The general paused again and, glancing along the front rows, saw the padre was not at all fazed by the profanity. “To teach them a lesson,” Freeman went on, “namely that they’ve bitten off more than they can chew because the United States of America will not — I repeat, not — give up the ghost in Korea and that if they persist in their butchery, we’ll get tougher still and nuke the sons of bitches into oblivion!”
There was a roar of approval. The padre, Freeman noticed with satisfaction, was distinctly uncomfortable. The general’s voice dropped.
“Now, I’ve heard that someone says this is a hopeless mission — a suicide mission, politically motivated. Well, I don’t lead suicide attacks, and I won’t give you any BS about minimum casualties. We’re going into the enemy’s belly and I expect casualties to be heavy. But we’ll be coming out!” There was still silence.

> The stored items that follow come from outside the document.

//! Daily report — one target date across the stored universe.

use std::collections::HashMap;

use chrono::NaiveDate;
use serde::Serialize;

use marketscan_core::config::{ReportConfig, SignalConfig};
use marketscan_core::domain::{Company, SignalEvent};
use marketscan_core::store::SeriesStore;
use marketscan_core::{windowed_points, EventType};

use super::ReportError;

/// A security that gained at least the configured threshold day-over-day.
#[derive(Debug, Clone, Serialize)]
pub struct GainerEntry {
    pub symbol: String,
    pub company_name: Option<String>,
    pub sector: Option<String>,
    pub industry: Option<String>,
    pub close: f64,
    pub prev_close: f64,
    pub pct_change: f64,
}

/// A persisted moving-average crossing, enriched for display.
#[derive(Debug, Clone, Serialize)]
pub struct CrossoverDigestEntry {
    pub symbol: String,
    pub company_name: Option<String>,
    pub event_date: NaiveDate,
    pub close: f64,
    pub short_avg: Option<f64>,
    pub long_avg: Option<f64>,
}

/// Golden and death crosses on the target date, grouped by type.
#[derive(Debug, Clone, Default, Serialize)]
pub struct CrossoverDigest {
    pub golden_cross: Vec<CrossoverDigestEntry>,
    pub death_cross: Vec<CrossoverDigestEntry>,
}

/// Per-group mean performance plus the single best member.
#[derive(Debug, Clone, Serialize)]
pub struct GroupLeaderEntry {
    pub group: String,
    pub avg_pct_change: f64,
    pub symbol_count: usize,
    pub top_symbol: String,
    pub top_pct_change: f64,
    pub top_company: Option<String>,
}

/// Target-day volume at or above a multiple of the trailing baseline.
#[derive(Debug, Clone, Serialize)]
pub struct VolumeSpikeEntry {
    pub symbol: String,
    pub company_name: Option<String>,
    pub volume: u64,
    /// Rolling volume average ending the prior trading day.
    pub baseline: f64,
    pub ratio: f64,
    pub pct_change: Option<f64>,
}

/// The daily report document. Field names and grouping are the contract
/// surface other tooling may depend on.
#[derive(Debug, Serialize)]
pub struct DailyReport {
    pub report_date: NaiveDate,
    pub gainers: Vec<GainerEntry>,
    pub crossovers: CrossoverDigest,
    pub sector_leaders: Vec<GroupLeaderEntry>,
    pub industry_leaders: Vec<GroupLeaderEntry>,
    pub volume_spikes: Vec<VolumeSpikeEntry>,
}

/// One symbol's enriched state on the target date. Internal to the passes.
#[derive(Debug, Clone)]
struct DayRow {
    symbol: String,
    company_name: Option<String>,
    sector: Option<String>,
    industry: Option<String>,
    close: f64,
    prev_close: Option<f64>,
    pct_change: Option<f64>,
    volume: u64,
    /// Rolling volume average ending the prior trading day, present only
    /// when a full volume window of prior bars exists.
    volume_baseline: Option<f64>,
}

/// Build the daily report for `report_date`.
///
/// Symbols with no bar on the target date are omitted from every pass; a
/// universe with no data at all yields a valid, empty report.
pub fn build_daily_report<S>(
    store: &S,
    report_date: NaiveDate,
    signal: &SignalConfig,
    report: &ReportConfig,
) -> Result<DailyReport, ReportError>
where
    S: SeriesStore + ?Sized,
{
    signal.validate()?;
    report.validate()?;

    let companies: HashMap<String, Company> = store
        .read_companies()?
        .into_iter()
        .map(|company| (company.symbol.clone(), company))
        .collect();

    let mut rows = Vec::new();
    for symbol in store.read_symbols()? {
        let series = store.read_series(&symbol, None)?;
        let Some(row) = day_row(&symbol, &series, report_date, signal, &companies) else {
            log::debug!("{symbol}: no bar on {report_date}, skipping");
            continue;
        };
        rows.push(row);
    }

    let events = store.read_events_on(report_date)?;

    Ok(DailyReport {
        report_date,
        gainers: gainers(&rows, report.gain_threshold),
        crossovers: crossover_digest(&events, &companies),
        sector_leaders: group_leaders(&rows, |row| row.sector.as_deref()),
        industry_leaders: group_leaders(&rows, |row| row.industry.as_deref()),
        volume_spikes: volume_spikes(&rows, report.volume_spike_multiple),
    })
}

fn day_row(
    symbol: &str,
    series: &[marketscan_core::PriceBar],
    report_date: NaiveDate,
    signal: &SignalConfig,
    companies: &HashMap<String, Company>,
) -> Option<DayRow> {
    let idx = series
        .binary_search_by_key(&report_date, |bar| bar.trade_date)
        .ok()?;
    let bar = &series[idx];

    let prev_close = (idx > 0).then(|| series[idx - 1].close);
    let pct_change = prev_close
        .filter(|&prev| prev > 0.0)
        .map(|prev| (bar.close - prev) / prev * 100.0);

    // Baseline ends the prior day so the spike day never contaminates its
    // own average.
    let volume_baseline = if idx >= signal.volume_window {
        windowed_points(signal, &[], &series[..idx])
            .last()
            .and_then(|point| point.volume_avg)
    } else {
        None
    };

    let company = companies.get(symbol);
    Some(DayRow {
        symbol: symbol.to_string(),
        company_name: company.map(|c| c.company_name.clone()),
        sector: company.and_then(|c| c.sector.clone()),
        industry: company.and_then(|c| c.industry.clone()),
        close: bar.close,
        prev_close,
        pct_change,
        volume: bar.volume,
        volume_baseline,
    })
}

fn gainers(rows: &[DayRow], threshold: f64) -> Vec<GainerEntry> {
    let mut entries: Vec<GainerEntry> = rows
        .iter()
        .filter_map(|row| {
            let pct_change = row.pct_change?;
            if pct_change < threshold {
                return None;
            }
            Some(GainerEntry {
                symbol: row.symbol.clone(),
                company_name: row.company_name.clone(),
                sector: row.sector.clone(),
                industry: row.industry.clone(),
                close: row.close,
                prev_close: row.prev_close.expect("pct_change implies prev_close"),
                pct_change,
            })
        })
        .collect();
    entries.sort_by(|a, b| {
        b.pct_change
            .partial_cmp(&a.pct_change)
            .unwrap_or(std::cmp::Ordering::Equal)
            .then_with(|| a.symbol.cmp(&b.symbol))
    });
    entries
}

“As for it being politically motivated — hell,” said the general, shaking his head, “I don’t know what that means. All I know is anything we don’t like — don’t care for — becomes politically motivated. We are instruments of national policy. Our profession is not peace, it’s war. That’s what we’re paid for — to go in there — not to walk softly and carry a big stick but to give ‘em the stick right up their heathen ass.”
Some whistles and a smattering of laughter. The padre was clearly angry.
“Another thing,” Freemen continued. “I know some of you have been wondering why an airborne assault when we could launch bombing runs. Two good reasons. One — Pyongyang, which here on out will be referred to in all directives and communications as ‘Crap City,’ is festooned with surface-to-air missiles and MiGs on alert. Our choppers will be going in low, and the SAMs, which are most effective at high altitude, will have extreme difficulty discriminating among low-flying aircraft with ground clutter thrown in. And we’ll be hill-hopping all the way. Furthermore, we’ll have fighter cover from Salt Lake City to help confuse the SAMs when they scramble their MiGs to meet our boys. But the most important reason for sending in this force is that we have learned, contrary to all the armchair experts, think tanks, and God knows what else, that bombing fails to cut the head from the snake, including Miss Jane Fonda.”
“Give it to her, General!”
“No comment!”
A roar of laughter. The padre’s face had now turned from anger to disgust.
“What we have repeatedly found out, and here I don’t wish to malign our comrades in arms in the air force — they do a damned fine job — but we have repeatedly found, most spectacularly with that dung heap Qaddafi, that you can send in the whole damned air force, with ‘Smart’ bombs to boot, kill everyone, and miss the son of a bitch in his tent. That is why the prime target of this foray is to take that runt out of circulation. Permanently!” The soldiers were clapping and stomping now.
“So that your families, your children, no longer have to live in a world where slime-balls rule the roost.”